Paula Poundstone at Delray Beach Center for the Arts, 51 N. Swinton Ave., Delray Beach; 8 p.m.; $50; 561/243-7922 or www.delraycenterforthearts.org
“There’s so many difficult decisions you make now, as a family. My kids, for example, have decided to cremate me, and I am begging them to wait.” That’s an example of Paula Poundstone’s humor, as black as it as observational, and brimming with sarcasm and surprises. The Massachusetts native dropped out of high school to pursue a comedy career, working as a busgirl and bicycle messenger until she embarked on a cross-country comedy tour on a Greyhound bus. In the decades since, she’s earned her place on Comedy Central’s list of the 100 best stand-ups of all time. Poundstone has become as known for her onstage getups—usually a pinstriped business suit and tie—as her acute observations on life, politics and social issues.
David Holt and Josh Goforth at Mizner Park Cultural Arts Center, 201 Plaza Real, Boca Raton; 7 p.m.; $25 to $125; 561/368-8445 or www.festivaloftheartsboca.org.

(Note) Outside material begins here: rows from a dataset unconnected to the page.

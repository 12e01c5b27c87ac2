//! Publishing a single message.
use crate::{
    conf::ConnectionProfile,
    kafka::{
        base::KafkaGatewayError,
        client::{create_client, release},
        credentials::build_client_config,
    },
    utils::o11y::logging::as_error,
};

use std::collections::BTreeMap;
use std::time::Duration;

use rdkafka::{
    message::{Header, OwnedHeaders},
    producer::FutureRecord,
};
use serde::{Deserialize, Serialize};
use tracing::{info, instrument};

/// A message to publish.
#[derive(Debug, Clone, Default, PartialEq, Eq, Serialize, Deserialize)]
pub struct ProduceRequest {
    #[serde(default, skip_serializing_if = "Option::is_none")]
    pub key: Option<String>,
    #[serde(default)]
    pub value: String,
    #[serde(default, skip_serializing_if = "Option::is_none")]
    pub headers: Option<BTreeMap<String, String>>,
    #[serde(default, skip_serializing_if = "Option::is_none")]
    pub partition: Option<i32>,
}

/// Where the broker put a published message.
#[derive(Debug, Clone, PartialEq, Eq, Serialize)]
pub struct ProduceResult {
    pub topic: String,
    pub partition: i32,
    pub offset: String,
    pub timestamp: String,
}

fn validate(topic: &str, request: &ProduceRequest) -> Result<(), KafkaGatewayError> {
    if topic.trim().is_empty() {
        return Err(KafkaGatewayError::Validation(
            "Topic name is required".to_string(),
        ));
    }
    if request.value.is_empty() {
        return Err(KafkaGatewayError::Validation(
            "Message value is required".to_string(),
        ));
    }
    Ok(())
}

fn build_record<'a>(topic: &'a str, request: &'a ProduceRequest) -> FutureRecord<'a, str, str> {
    let mut record = FutureRecord::to(topic).payload(request.value.as_str());
    if let Some(key) = request.key.as_deref() {
        record = record.key(key);
    }
    if let Some(partition) = request.partition {
        record = record.partition(partition);
    }
    if let Some(headers) = request.headers.as_ref().filter(|headers| !headers.is_empty()) {
        let owned_headers = headers.iter().fold(
            OwnedHeaders::new_with_capacity(headers.len()),
            |owned_headers, (key, value)| {
                owned_headers.insert(Header {
                    key: key.as_str(),
                    value: Some(value.as_str()),
                })
            },
        );
        record = record.headers(owned_headers);
    }
    record
}

/// Publish one message to `topic` and report where it landed.
///
/// An empty value is rejected before any client is built. Delivery is
/// bounded by `timeout` (librdkafka's `message.timeout.ms`). The producer is
/// disconnected on every path once the delivery report is in.
#[instrument(
    skip_all,
    fields(kafka.topic = %topic, kafka.partition = ?request.partition),
    err
)]
pub async fn produce_message(
    bearer_token: &str,
    topic: &str,
    request: &ProduceRequest,
    profile: &ConnectionProfile,
    timeout: Duration,
) -> Result<ProduceResult, KafkaGatewayError> {
    validate(topic, request)?;

    let handle = create_client(build_client_config(bearer_token, profile));
    let producer = handle
        .producer(timeout)
        .inspect_err(as_error!("failed to create producer"))?;

    let delivered = producer
        .send(build_record(topic, request), timeout)
        .await
        .map_err(|(error, _message)| KafkaGatewayError::from(error));

    let released = release(producer, "producer").await;
    let (partition, offset) = delivered.inspect_err(as_error!("failed to deliver message"))?;
    released?;

    info!(
        kafka.partition = partition,
        kafka.offset = offset,
        "message delivered"
    );
    Ok(ProduceResult {
        topic: topic.to_string(),
        partition,
        // i64 offsets go out as strings so no JSON reader rounds them
        offset: offset.to_string(),
        timestamp: chrono::Utc::now().to_rfc3339(),
    })
}

#[cfg(test)]
mod tests {
    use super::*;

    use rdkafka::message::Headers;

    fn request(value: &str) -> ProduceRequest {
        ProduceRequest {
            value: value.to_string(),
            ..ProduceRequest::default()
        }
    }

    #[test]
    fn explicit_partition_is_set_on_the_record() {
        let request = ProduceRequest {
            key: Some("order-1".to_string()),
            partition: Some(2),
            ..request("payload")
        };
        let record = build_record("orders", &request);
        assert_eq!(record.topic, "orders");
        assert_eq!(record.partition, Some(2));
        assert_eq!(record.key, Some("order-1"));
        assert_eq!(record.payload, Some("payload"));
        assert!(record.headers.is_none());
    }

    #[test]
    fn unpinned_record_leaves_partitioning_to_librdkafka() {
        let request = request("payload");
        let record = build_record("orders", &request);
        assert_eq!(record.partition, None);
        assert_eq!(record.key, None);
    }

    #[test]
    fn headers_are_attached() {
        let mut headers = BTreeMap::new();
        headers.insert("source".to_string(), "web".to_string());
        headers.insert("trace-id".to_string(), "abc".to_string());
        let request = ProduceRequest {
            headers: Some(headers),
            ..request("payload")
        };
        let record = build_record("orders", &request);
        let headers = record.headers.unwrap();
        assert_eq!(headers.count(), 2);
        let first = headers.get(0);
        assert_eq!(first.key, "source");
        assert_eq!(first.value, Some(&b"web"[..]));
    }

    #[test]
    fn request_wire_form() {
        let request: ProduceRequest = serde_json::from_str(
            r#"{"key": "k", "value": "v", "headers": {"h": "1"}, "partition": 2}"#,
        )
        .unwrap();
        assert_eq!(request.key.as_deref(), Some("k"));
        assert_eq!(request.value, "v");
        assert_eq!(request.partition, Some(2));
        assert_eq!(request.headers.unwrap()["h"], "1");
    }

    #[tokio::test]
    async fn empty_value_is_rejected_before_connecting() {
        let profile = ConnectionProfile {
            bootstrap_addresses: vec!["127.0.0.1:1".to_string()],
            ..ConnectionProfile::default()
        };
        let started = std::time::Instant::now();
        let result =
            produce_message("token", "orders", &request(""), &profile, Duration::from_secs(30))
                .await;
        assert!(matches!(result, Err(KafkaGatewayError::Validation(_))));
        assert!(started.elapsed() < Duration::from_secs(1));

        let result =
            produce_message("token", " ", &request("v"), &profile, Duration::from_secs(30)).await;
        assert!(matches!(result, Err(KafkaGatewayError::Validation(_))));
    }

    #[tokio::test]
    async fn undeliverable_message_is_a_connection_error() {
        let profile = ConnectionProfile {
            bootstrap_addresses: vec!["127.0.0.1:1".to_string()],
            ..ConnectionProfile::default()
        };
        let started = std::time::Instant::now();
        let result =
            produce_message("token", "orders", &request("v"), &profile, Duration::from_secs(1))
                .await;
        // librdkafka gives up after message.timeout.ms and the delivery
        // failure comes back through send()
        assert!(matches!(result, Err(KafkaGatewayError::Connection(_))));
        assert!(started.elapsed() < Duration::from_secs(10));
    }
}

This year, the Festival of the Arts Boca seems to be expanding beyond those nine hectic days in March – while also expanding beyond its traditional stylistic specialties of classical and jazz. And on both accounts, we couldn’t be happier. For this special event, the festival has booked a duo representing the yin and yang of a genre that has been on the verge of extinction since forever: old-time mountain music. An iconoclastic, one-of-a-kind act, Holt and Goforth bring Appalachia to life wherever they play, combining storytelling and music on instruments such as guitar, banjo, fiddle and mandolin, along with more unorthodox tools like spoons, stump-fiddle, rhythm bones, jaw harp and paper bags.